▸ Exercise data
[Start of section]

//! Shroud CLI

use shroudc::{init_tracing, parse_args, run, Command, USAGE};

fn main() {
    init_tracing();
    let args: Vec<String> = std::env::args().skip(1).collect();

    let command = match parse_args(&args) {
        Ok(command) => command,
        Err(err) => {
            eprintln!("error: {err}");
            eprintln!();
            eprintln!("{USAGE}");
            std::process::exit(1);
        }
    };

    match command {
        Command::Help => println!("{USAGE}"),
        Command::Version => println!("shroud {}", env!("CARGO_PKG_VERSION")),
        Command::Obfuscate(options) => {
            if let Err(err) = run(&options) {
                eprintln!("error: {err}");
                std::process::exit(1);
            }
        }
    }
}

[End of section]

▸ Your task
Set down all the entries again, word for word.

▸ Answer space
//! Shroud CLI

use shroudc::{init_tracing, parse_args, run, Command, USAGE};

fn main() {
    init_tracing();
    let args: Vec<String> = std::env::args().skip(1).collect();

    let command = match parse_args(&args) {
        Ok(command) => command,
        Err(err) => {
            eprintln!("error: {err}");
            eprintln!();
            eprintln!("{USAGE}");
            std::process::exit(1);
        }
    };

    match command {
        Command::Help => println!("{USAGE}"),
        Command::Version => println!("shroud {}", env!("CARGO_PKG_VERSION")),
        Command::Obfuscate(options) => {
            if let Err(err) = run(&options) {
                eprintln!("error: {err}");
                std::process::exit(1);
            }
        }
    }
}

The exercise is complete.